//! Ready set: the user-reviewable change list
//!
//! Rebuilt from the diff tracker after every mutation. One item per record
//! with at least one dirty cell, carrying the pending fields and a derived
//! import delta the operator may override by hand.

use std::collections::{BTreeMap, HashMap};

use serde::Serialize;

use super::baseline::BaselineSnapshot;
use super::record::NaturalKey;
use super::tracker::DiffTracker;
use super::value::{CellValue, EditableField};

/// A record's pending changes, shaped for operator review
#[derive(Debug, Clone, Serialize)]
pub struct ReadyItem {
    pub key: NaturalKey,
    pub order_no: String,
    pub barcode: String,
    pub product_name: Option<String>,
    pub delivery_status: Option<String>,
    /// Pending values for the record's dirty fields
    pub changes: BTreeMap<EditableField, CellValue>,
    /// Derived: `max(0, pending import − baseline import)`, 0 when import
    /// qty is not among the dirty fields
    pub delta_qty: i64,
    /// Operator-adjusted delta, when set
    pub delta_override: Option<i64>,
}

impl ReadyItem {
    /// The delta to act on: the override when present, the derived value
    /// otherwise
    pub fn effective_delta(&self) -> i64 {
        self.delta_override.unwrap_or(self.delta_qty)
    }
}

/// Display-ready aggregation over the tracker's dirty cells.
///
/// Delta overrides are owned here and only here: they never feed back into
/// the tracker, survive reverts of the underlying cells (re-attaching if the
/// record becomes dirty again), and are discarded on reload.
#[derive(Debug, Default)]
pub struct ReadySet {
    items: Vec<ReadyItem>,
    overrides: HashMap<NaturalKey, i64>,
}

impl ReadySet {
    pub fn new() -> Self {
        Self::default()
    }

    /// Regenerate the item list from the tracker's current state
    pub fn rebuild(&mut self, baseline: &BaselineSnapshot, tracker: &DiffTracker) {
        let mut by_key: BTreeMap<NaturalKey, BTreeMap<EditableField, CellValue>> = BTreeMap::new();
        for cell in tracker.dirty_cells() {
            by_key.entry(cell.key).or_default().insert(cell.field, cell.pending);
        }

        let mut items = Vec::with_capacity(by_key.len());
        // baseline load order keeps the review list stable across rebuilds
        for record in baseline.iter() {
            let Ok(key) = record.natural_key() else {
                continue;
            };
            let Some(changes) = by_key.remove(&key) else {
                continue;
            };
            let delta_qty = match changes.get(&EditableField::ImportQty) {
                Some(pending) => {
                    let pending = pending.as_int().unwrap_or(0);
                    let baseline_qty = record.import_qty.unwrap_or(0);
                    (pending - baseline_qty).max(0)
                }
                None => 0,
            };
            items.push(ReadyItem {
                key: key.clone(),
                order_no: record.order_no.clone(),
                barcode: record.barcode.clone(),
                product_name: record.product_name.clone(),
                delivery_status: record.delivery_status.clone(),
                changes,
                delta_qty,
                delta_override: self.overrides.get(&key).copied(),
            });
        }
        log::debug!("ready set rebuilt: {} item(s)", items.len());
        self.items = items;
    }

    /// Hand-adjust a record's delta. Only records currently in the ready set
    /// accept an override; negative input clamps to 0. Returns false when no
    /// item exists for the key.
    pub fn set_delta_override(&mut self, key: &NaturalKey, delta: i64) -> bool {
        let delta = delta.max(0);
        let Some(item) = self.items.iter_mut().find(|i| &i.key == key) else {
            return false;
        };
        item.delta_override = Some(delta);
        self.overrides.insert(key.clone(), delta);
        true
    }

    pub fn clear_delta_override(&mut self, key: &NaturalKey) {
        self.overrides.remove(key);
        if let Some(item) = self.items.iter_mut().find(|i| &i.key == key) {
            item.delta_override = None;
        }
    }

    /// Drop everything, overrides included. Only a full reload does this.
    pub fn reset(&mut self) {
        self.items.clear();
        self.overrides.clear();
    }

    pub fn items(&self) -> &[ReadyItem] {
        &self.items
    }

    pub fn get(&self, key: &NaturalKey) -> Option<&ReadyItem> {
        self.items.iter().find(|i| &i.key == key)
    }

    pub fn len(&self) -> usize {
        self.items.len()
    }

    pub fn is_empty(&self) -> bool {
        self.items.is_empty()
    }
}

· · · ·

**ASSIGNED TASK**
Write the entire listing out again, word for word.

**EXERCISE SOLUTION**
//! Ready set: the user-reviewable change list
//!
//! Rebuilt from the diff tracker after every mutation. One item per record
//! with at least one dirty cell, carrying the pending fields and a derived
//! import delta the operator may override by hand.

use std::collections::{BTreeMap, HashMap};

use serde::Serialize;

use super::baseline::BaselineSnapshot;
use super::record::NaturalKey;
use super::tracker::DiffTracker;
use super::value::{CellValue, EditableField};

/// A record's pending changes, shaped for operator review
#[derive(Debug, Clone, Serialize)]
pub struct ReadyItem {
    pub key: NaturalKey,
    pub order_no: String,
    pub barcode: String,
    pub product_name: Option<String>,
    pub delivery_status: Option<String>,
    /// Pending values for the record's dirty fields
    pub changes: BTreeMap<EditableField, CellValue>,
    /// Derived: `max(0, pending import − baseline import)`, 0 when import
    /// qty is not among the dirty fields
    pub delta_qty: i64,
    /// Operator-adjusted delta, when set
    pub delta_override: Option<i64>,
}

impl ReadyItem {
    /// The delta to act on: the override when present, the derived value
    /// otherwise
    pub fn effective_delta(&self) -> i64 {
        self.delta_override.unwrap_or(self.delta_qty)
    }
}

/// Display-ready aggregation over the tracker's dirty cells.
///
/// Delta overrides are owned here and only here: they never feed back into
/// the tracker, survive reverts of the underlying cells (re-attaching if the
/// record becomes dirty again), and are discarded on reload.
#[derive(Debug, Default)]
pub struct ReadySet {
    items: Vec<ReadyItem>,
    overrides: HashMap<NaturalKey, i64>,
}

impl ReadySet {
    pub fn new() -> Self {
        Self::default()
    }

    /// Regenerate the item list from the tracker's current state
    pub fn rebuild(&mut self, baseline: &BaselineSnapshot, tracker: &DiffTracker) {
        let mut by_key: BTreeMap<NaturalKey, BTreeMap<EditableField, CellValue>> = BTreeMap::new();
        for cell in tracker.dirty_cells() {
            by_key.entry(cell.key).or_default().insert(cell.field, cell.pending);
        }

        let mut items = Vec::with_capacity(by_key.len());
        // baseline load order keeps the review list stable across rebuilds
        for record in baseline.iter() {
            let Ok(key) = record.natural_key() else {
                continue;
            };
            let Some(changes) = by_key.remove(&key) else {
                continue;
            };
            let delta_qty = match changes.get(&EditableField::ImportQty) {
                Some(pending) => {
                    let pending = pending.as_int().unwrap_or(0);
                    let baseline_qty = record.import_qty.unwrap_or(0);
                    (pending - baseline_qty).max(0)
                }
                None => 0,
            };
            items.push(ReadyItem {
                key: key.clone(),
                order_no: record.order_no.clone(),
                barcode: record.barcode.clone(),
                product_name: record.product_name.clone(),
                delivery_status: record.delivery_status.clone(),
                changes,
                delta_qty,
                delta_override: self.overrides.get(&key).copied(),
            });
        }
        log::debug!("ready set rebuilt: {} item(s)", items.len());
        self.items = items;
    }

    /// Hand-adjust a record's delta. Only records currently in the ready set
    /// accept an override; negative input clamps to 0. Returns false when no
    /// item exists for the key.
    pub fn set_delta_override(&mut self, key: &NaturalKey, delta: i64) -> bool {
        let delta = delta.max(0);
        let Some(item) = self.items.iter_mut().find(|i| &i.key == key) else {
            return false;
        };
        item.delta_override = Some(delta);
        self.overrides.insert(key.clone(), delta);
        true
    }

    pub fn clear_delta_override(&mut self, key: &NaturalKey) {
        self.overrides.remove(key);
        if let Some(item) = self.items.iter_mut().find(|i| &i.key == key) {
            item.delta_override = None;
        }
    }

    /// Drop everything, overrides included. Only a full reload does this.
    pub fn reset(&mut self) {
        self.items.clear();
        self.overrides.clear();
    }

    pub fn items(&self) -> &[ReadyItem] {
        &self.items
    }

    pub fn get(&self, key: &NaturalKey) -> Option<&ReadyItem> {
        self.items.iter().find(|i| &i.key == key)
    }

    pub fn len(&self) -> usize {
        self.items.len()
    }

    pub fn is_empty(&self) -> bool {
        self.items.is_empty()
    }
}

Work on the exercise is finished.